SCIENTIFIC REPORT
Postoperative endophthalmitis associated with sutured versus unsutured clear corneal cataract incisions
Department of Ophthalmology and Visual Sciences, Medical School, University of Michigan, Ann Arbor, Michigan, USA
Correspondence to:
Correspondence to:
Dr S S Thoms
University of Michigan, Center for Specialty Care, 19900 Haggerty Road, Suite 111, Livonia, MI 48152, USA; sthoms{at}umich.edu
Aim: To compare the incidence of postoperative endophthalmitis in clear corneal cataract surgeries performed with and without suture closure, antibiotics and povidone iodine.
Setting: Ambulatory surgery facility.
Methods: In a retrospective, consecutive case-series study, we reviewed the incidence of endophthalmitis in 815 consecutive eyes that underwent cataract surgery by a single surgeon over a 5-year period (379 unsutured and 436 sutured, 294 without and 521 with antibiotic drops in the immediate postoperative period, and 247 without and 568 with povidone iodine before patching).

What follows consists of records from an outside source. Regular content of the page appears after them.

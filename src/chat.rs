//! In-process fan-out of support chat messages to connected WebSockets.
//!
//! Messages are persisted first; the hub only delivers what is already
//! stored, so a client that misses a broadcast can reload the history.

use std::collections::HashMap;
use std::sync::Arc;

use parking_lot::Mutex;
use tokio::sync::broadcast;

use crate::models::SupportMessage;

/// Messages buffered per conversation before slow receivers lag.
const CHANNEL_CAPACITY: usize = 64;

#[derive(Clone, Default)]
pub struct ChatHub {
    channels: Arc<Mutex<HashMap<String, broadcast::Sender<SupportMessage>>>>,
}

impl ChatHub {
    pub fn new() -> Self {
        Self::default()
    }

    /// Subscribe to a conversation, creating its channel on first use.
    pub fn subscribe(&self, conversation_id: &str) -> broadcast::Receiver<SupportMessage> {
        let mut channels = self.channels.lock();
        channels
            .entry(conversation_id.to_string())
            .or_insert_with(|| broadcast::channel(CHANNEL_CAPACITY).0)
            .subscribe()
    }

    /// Deliver a stored message to current subscribers. Returns how many received it.
    pub fn publish(&self, message: &SupportMessage) -> usize {
        let channels = self.channels.lock();
        match channels.get(&message.conversation_id) {
            Some(tx) => tx.send(message.clone()).unwrap_or(0),
            None => 0,
        }
    }

    /// Drop channels nobody listens to anymore.
    pub fn prune(&self) -> usize {
        let mut channels = self.channels.lock();
        let before = channels.len();
        channels.retain(|_, tx| tx.receiver_count() > 0);
        before - channels.len()
    }

    pub fn channel_count(&self) -> usize {
        self.channels.lock().len()
    }
}
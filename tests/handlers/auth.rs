//! Sign-in flow and session handling

#[path = "../common/mod.rs"]
mod common;

use axum::http::StatusCode;
use common::*;
use serde_json::json;

#[tokio::test]
async fn request_code_creates_account_on_first_use() {
    let app = TestApp::new();

    let (status, body) = app
        .send(json_request(
            "POST",
            "/auth/request-code",
            None,
            &json!({"email": "New.Student@Example.com", "name": "New Student"}),
        ))
        .await;
    assert_eq!(status, StatusCode::OK);
    assert!(body["message"].is_string());

    let user = queries::get_user_by_email(&app.conn(), "new.student@example.com")
        .unwrap()
        .expect("account should be created");
    assert_eq!(user.email, "new.student@example.com");
    assert_eq!(user.role, UserRole::Student);
}

#[tokio::test]
async fn request_code_requires_name_for_new_account() {
    let app = TestApp::new();

    let (status, _) = app
        .send(json_request(
            "POST",
            "/auth/request-code",
            None,
            &json!({"email": "nobody@example.com"}),
        ))
        .await;
    assert_eq!(status, StatusCode::BAD_REQUEST);
}

#[tokio::test]
async fn request_code_response_does_not_reveal_existing_accounts() {
    let app = TestApp::new();
    create_test_user(&app.conn(), "known@example.com", UserRole::Student);

    let (_, existing) = app
        .send(json_request(
            "POST",
            "/auth/request-code",
            None,
            &json!({"email": "known@example.com"}),
        ))
        .await;
    let (_, created) = app
        .send(json_request(
            "POST",
            "/auth/request-code",
            None,
            &json!({"email": "fresh@example.com", "name": "Fresh"}),
        ))
        .await;
    assert_eq!(existing, created);
}

#[tokio::test]
async fn request_code_is_rate_limited_per_email() {
    let app = TestApp::new();
    create_test_user(&app.conn(), "busy@example.com", UserRole::Student);

    for _ in 0..5 {
        let (status, _) = app
            .send(json_request(
                "POST",
                "/auth/request-code",
                None,
                &json!({"email": "busy@example.com"}),
            ))
            .await;
        assert_eq!(status, StatusCode::OK);
    }

    let (status, _) = app
        .send(json_request(
            "POST",
            "/auth/request-code",
            None,
            &json!({"email": "BUSY@example.com"}),
        ))
        .await;
    assert_eq!(status, StatusCode::TOO_MANY_REQUESTS);
}

#[tokio::test]
async fn verify_code_issues_session_once() {
    let app = TestApp::new();
    let user = create_test_user(&app.conn(), "student@example.com", UserRole::Student);
    queries::create_login_code(&app.conn(), &user.id, "123456", 900).unwrap();

    let (status, body) = app
        .send(json_request(
            "POST",
            "/auth/verify",
            None,
            &json!({"email": "student@example.com", "code": "123456"}),
        ))
        .await;
    assert_eq!(status, StatusCode::OK);
    assert_eq!(body["user"]["id"], user.id.as_str());
    let token = body["token"].as_str().expect("token").to_string();

    let (status, me) = app.send(get("/me", Some(&token))).await;
    assert_eq!(status, StatusCode::OK);
    assert_eq!(me["email"], "student@example.com");

    // Codes are single use
    let (status, _) = app
        .send(json_request(
            "POST",
            "/auth/verify",
            None,
            &json!({"email": "student@example.com", "code": "123456"}),
        ))
        .await;
    assert_eq!(status, StatusCode::BAD_REQUEST);
}

#[tokio::test]
async fn verify_rejects_wrong_and_expired_codes() {
    let app = TestApp::new();
    let user = create_test_user(&app.conn(), "student@example.com", UserRole::Student);
    queries::create_login_code(&app.conn(), &user.id, "111111", 900).unwrap();
    queries::create_login_code(&app.conn(), &user.id, "222222", -1).unwrap();

    for code in ["999999", "222222"] {
        let (status, body) = app
            .send(json_request(
                "POST",
                "/auth/verify",
                None,
                &json!({"email": "student@example.com", "code": code}),
            ))
            .await;
        assert_eq!(status, StatusCode::BAD_REQUEST, "code {} should be rejected", code);
        assert_eq!(body["error"], "Bad request");
    }
}

#[tokio::test]
async fn protected_routes_require_valid_token() {
    let app = TestApp::new();

    let (status, _) = app.send(get("/me", None)).await;
    assert_eq!(status, StatusCode::UNAUTHORIZED);

    let (status, _) = app.send(get("/me", Some("not-a-token"))).await;
    assert_eq!(status, StatusCode::UNAUTHORIZED);

    // Signed with another secret
    let other = SessionKeys::new("another-secret", 1);
    let (forged, _) = other.issue("ch_usr_00000000000000000000000000000000", UserRole::Admin).unwrap();
    let (status, _) = app.send(get("/me", Some(&forged))).await;
    assert_eq!(status, StatusCode::UNAUTHORIZED);
}

#[tokio::test]
async fn role_is_read_from_database_not_token() {
    let app = TestApp::new();
    let conn = app.conn();
    let user = create_test_user(&conn, "instructor@example.com", UserRole::Instructor);
    let token = token_for(&app.state, &user);

    let (status, _) = app.send(get("/admin/courses", Some(&token))).await;
    assert_eq!(status, StatusCode::OK);

    queries::set_user_role(&conn, &user.id, UserRole::Student).unwrap();
    let (status, _) = app.send(get("/admin/courses", Some(&token))).await;
    assert_eq!(status, StatusCode::FORBIDDEN);
}

#[tokio::test]
async fn update_profile_changes_name() {
    let app = TestApp::new();
    let user = create_test_user(&app.conn(), "student@example.com", UserRole::Student);
    let token = token_for(&app.state, &user);

    let (status, body) = app
        .send(json_request("PUT", "/me", Some(&token), &json!({"name": "Renamed"})))
        .await;
    assert_eq!(status, StatusCode::OK);
    assert_eq!(body["name"], "Renamed");

    let (status, _) = app
        .send(json_request("PUT", "/me", Some(&token), &json!({"name": "   "})))
        .await;
    assert_eq!(status, StatusCode::BAD_REQUEST);
}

Results: There were five cases of culture-positive postoperative endophthalmitis in the unsutured group and none in the sutured group (p = 0.022). Although patients in these two groups received routine preoperative antibiotic and povidone-iodine drops, those in whom antibiotic eye drops were not initiated until the day after surgery (p = 0.006) and those who did not receive 5% povidone-iodine drops immediately after wound closure (p = 0.031), had a higher incidence of endophthalmitis.
Conclusion: Results suggest that by suturing the corneal incisions, by initiating antibiotic eye drops within the first 24 h of surgery and by instilling povidone-iodine drops after closure, the incidence of endophthalmitis after cataract surgery could possibly be reduced.